(Data items)
↓
//! Download job: the single writer that brings one local cache file's
//! authoritative prefix up to the object's full size.
//!
//! Progress and phase live in a `watch` channel so that any number of readers
//! can wait for their offset without per-waiter bookkeeping: every publish
//! wakes all waiters and each re-checks its own threshold.

use std::hash::Hasher as _;
use std::io::{ErrorKind, SeekFrom};
use std::path::PathBuf;
use std::sync::{Arc, Weak};

use parking_lot::{Mutex, RwLock};
use thiserror::Error;
use tokio::io::{AsyncSeekExt as _, AsyncWriteExt as _};
use tokio::sync::{Semaphore, watch};
use tokio::task::JoinHandle;
use tokio_util::sync::CancellationToken;
use tracing::{debug, trace, warn};
use twox_hash::XxHash64;

use crate::cache::download::registry::JobTable;
use crate::cache::file_info::{CacheKey, FileInfo};
use crate::cache::lru::LruIndex;
use crate::store::{Bucket, ObjectRecord, ObjectStore, StoreError};

/// Phase of a download job.
///
/// `Completed`, `Failed` and `Invalid` are terminal; a job that reaches
/// `Invalid` never transitions again.
#[derive(Debug, Clone, Copy, PartialEq, Eq)]
pub enum JobPhase {
    NotStarted,
    Downloading,
    Completed,
    Failed,
    Invalid,
}

impl JobPhase {
    pub fn is_terminal(self) -> bool {
        matches!(self, Self::Completed | Self::Failed | Self::Invalid)
    }
}

/// Atomic snapshot of a job's progress.
#[derive(Debug, Clone)]
pub struct JobStatus {
    pub phase: JobPhase,
    /// Bytes contiguously written at the head of the local file.
    pub offset: u64,
    pub err: Option<Arc<JobError>>,
}

#[derive(Debug, Error)]
pub enum JobError {
    #[error(transparent)]
    Store(#[from] StoreError),

    #[error("local cache file I/O: {0}")]
    Io(#[from] std::io::Error),
}

/// A blocked [`DownloadJob::download`] call was cancelled through its token.
/// The job itself is unaffected; other waiters keep waiting.
#[derive(Debug, Error, PartialEq, Eq)]
#[error("download wait cancelled")]
pub struct WaitCancelled;

/// Collaborators shared by every job of one registry.
pub(crate) struct DownloadEnv<S: ObjectStore> {
    pub(crate) store: Arc<S>,
    pub(crate) index: Arc<RwLock<LruIndex<FileInfo>>>,
    pub(crate) chunk_bytes: u64,
    pub(crate) enable_crc: bool,
    pub(crate) permits: Arc<Semaphore>,
}

#[derive(Default)]
struct Lifecycle {
    started: bool,
    invalidated: bool,
    task: Option<JoinHandle<()>>,
}

enum FetchOutcome {
    Completed,
    Cancelled,
}

/// State machine managing one asynchronous ranged download into one local
/// file. At most one download task runs per job; the task is the only writer
/// of the file and of the published offset.
pub struct DownloadJob<S: ObjectStore> {
    bucket: Bucket,
    object: ObjectRecord,
    key: CacheKey,
    dest: PathBuf,
    env: Arc<DownloadEnv<S>>,
    cancel: CancellationToken,
    status_tx: watch::Sender<JobStatus>,
    lifecycle: Mutex<Lifecycle>,
    table: Weak<JobTable<S>>,
}

impl<S: ObjectStore> DownloadJob<S> {
    pub(crate) fn new(
        env: Arc<DownloadEnv<S>>,
        bucket: Bucket,
        object: ObjectRecord,
        key: CacheKey,
        dest: PathBuf,
        table: Weak<JobTable<S>>,
    ) -> Arc<Self> {
        let (status_tx, _) = watch::channel(JobStatus {
            phase: JobPhase::NotStarted,
            offset: 0,
            err: None,
        });
        Arc::new(Self {
            bucket,
            object,
            key,
            dest,
            env,
            cancel: CancellationToken::new(),
            status_tx,
            lifecycle: Mutex::new(Lifecycle::default()),
            table,
        })
    }

    /// The object version this job downloads.
    pub fn object(&self) -> &ObjectRecord {
        &self.object
    }

    /// Snapshot of the current phase, offset and error.
    pub fn status(&self) -> JobStatus {
        self.status_tx.borrow().clone()
    }

    /// Start the download if it has not started, then optionally wait until
    /// the published offset reaches `required_offset`, the job reaches a
    /// terminal phase, or `token` is cancelled, whichever comes first.
    ///
    /// With `wait = false` the current status is returned immediately.
    pub async fn download(
        self: &Arc<Self>,
        token: &CancellationToken,
        required_offset: u64,
        wait: bool,
    ) -> Result<JobStatus, WaitCancelled> {
        self.ensure_started();
        let mut rx = self.status_tx.subscribe();
        if !wait {
            return Ok(rx.borrow().clone());
        }
        loop {
            let status = rx.borrow_and_update().clone();
            if status.offset >= required_offset || status.phase.is_terminal() {
                return Ok(status);
            }
            tokio::select! {
                () = token.cancelled() => return Err(WaitCancelled),
                changed = rx.changed() => {
                    if changed.is_err() {
                        return Ok(rx.borrow().clone());
                    }
                }
            }
        }
    }

    /// Stop the job and make it terminal.
    ///
    /// Idempotent. When this returns, the download task has observed
    /// cancellation and no further writes to the local file can occur. The
    /// registry entry is swept by the caller (or by the task's own
    /// termination path), never from under the job's own lock.
    pub async fn invalidate(&self) {
        let first = {
            let mut lifecycle = self.lifecycle.lock();
            if lifecycle.invalidated {
                None
            } else {
                lifecycle.invalidated = true;
                self.cancel.cancel();
                Some(lifecycle.task.take())
            }
        };

        match first {
            Some(task) => {
                if let Some(task) = task {
                    if let Err(e) = task.await {
                        if !e.is_cancelled() {
                            warn!(key = %self.key, error = %e, "download task panicked during invalidation");
                        }
                    }
                }
                self.status_tx.send_modify(|status| {
                    if status.phase != JobPhase::Completed {
                        status.phase = JobPhase::Invalid;
                    }
                });
            }
            None => {
                // A concurrent invalidation owns the task join; wait until it
                // publishes a terminal phase.
                let mut rx = self.status_tx.subscribe();
                while !rx.borrow_and_update().phase.is_terminal() {
                    if rx.changed().await.is_err() {
                        break;
                    }
                }
            }
        }
    }

    fn ensure_started(self: &Arc<Self>) {
        let mut lifecycle = self.lifecycle.lock();
        if lifecycle.started || lifecycle.invalidated {
            return;
        }
        lifecycle.started = true;
        self.status_tx
            .send_modify(|status| status.phase = JobPhase::Downloading);
        let job = Arc::clone(self);
        lifecycle.task = Some(tokio::spawn(job.run()));
    }

    async fn run(self: Arc<Self>) {
        // The permit bounds concurrently downloading jobs and is held for the
        // task's whole life. A deferred job sits here while its waiters block
        // on the progress channel.
        let permits = Arc::clone(&self.env.permits);
        let _permit = tokio::select! {
            () = self.cancel.cancelled() => return,
            permit = permits.acquire_owned() => match permit {
                Ok(permit) => permit,
                // The registry closed the semaphore at shutdown.
                Err(_) => return,
            },
        };

        match self.fetch_loop().await {
            Ok(FetchOutcome::Completed) => {
                debug!(key = %self.key, size = self.object.size, "download completed");
                self.status_tx
                    .send_modify(|status| status.phase = JobPhase::Completed);
                self.retire();
            }
            Ok(FetchOutcome::Cancelled) => {
                // invalidate() owns the Invalid transition and the sweep.
                trace!(key = %self.key, "download task observed cancellation");
            }
            Err(err) => {
                warn!(key = %self.key, error = %err, "download failed");
                let err = Arc::new(err);
                self.status_tx.send_modify(|status| {
                    status.phase = JobPhase::Failed;
                    status.err = Some(err);
                });
                self.retire();
            }
        }
    }

    async fn fetch_loop(&self) -> Result<FetchOutcome, JobError> {
        let mut file = tokio::fs::OpenOptions::new()
            .write(true)
            .open(&self.dest)
            .await?;
        let mut offset = self.status().offset;
        if offset > 0 {
            file.seek(SeekFrom::Start(offset)).await?;
        }
        let mut hasher = self.env.enable_crc.then(|| XxHash64::with_seed(0));

        while offset < self.object.size {
            if self.cancel.is_cancelled() {
                return Ok(FetchOutcome::Cancelled);
            }
            let len = self.env.chunk_bytes.min(self.object.size - offset);
            let chunk = tokio::select! {
                () = self.cancel.cancelled() => return Ok(FetchOutcome::Cancelled),
                chunk = self.env.store.read_range(
                    &self.bucket,
                    &self.object.name,
                    self.object.generation,
                    offset,
                    len,
                ) => chunk?,
            };
            if chunk.is_empty() {
                return Err(JobError::Io(std::io::Error::new(
                    ErrorKind::UnexpectedEof,
                    "object store returned no data before the object end",
                )));
            }

            file.write_all(&chunk).await?;
            // Readers pread through their own descriptors; the chunk must hit
            // the file before the offset that advertises it.
            file.flush().await?;

            if let Some(hasher) = hasher.as_mut() {
                hasher.write(&chunk);
            }
            offset += chunk.len() as u64;
            self.publish_progress(offset);
        }

        if let Some(hasher) = hasher {
            debug!(key = %self.key, checksum = hasher.finish(), "download checksum");
        }
        Ok(FetchOutcome::Completed)
    }

    /// Publish `offset` to waiters and into the index record, without
    /// promoting the entry.
    fn publish_progress(&self, offset: u64) {
        self.status_tx.send_modify(|status| status.offset = offset);

        let mut index = self.env.index.write();
        if let Some(mut fi) = index.lookup_peek(self.key.as_str())
            && fi.generation == self.object.generation
        {
            fi.offset = offset;
            index.update_in_place(self.key.as_str(), fi);
        }
        trace!(key = %self.key, offset, "published download progress");
    }

    fn retire(self: &Arc<Self>) {
        if let Some(table) = self.table.upgrade() {
            table.remove_exact(self.key.as_str(), self);
        }
    }
}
↑
Exercise aim ▸
Count the lines above in which the string "ErrorKind" occurs. Give that number and nothing else.

Task answer ▸
2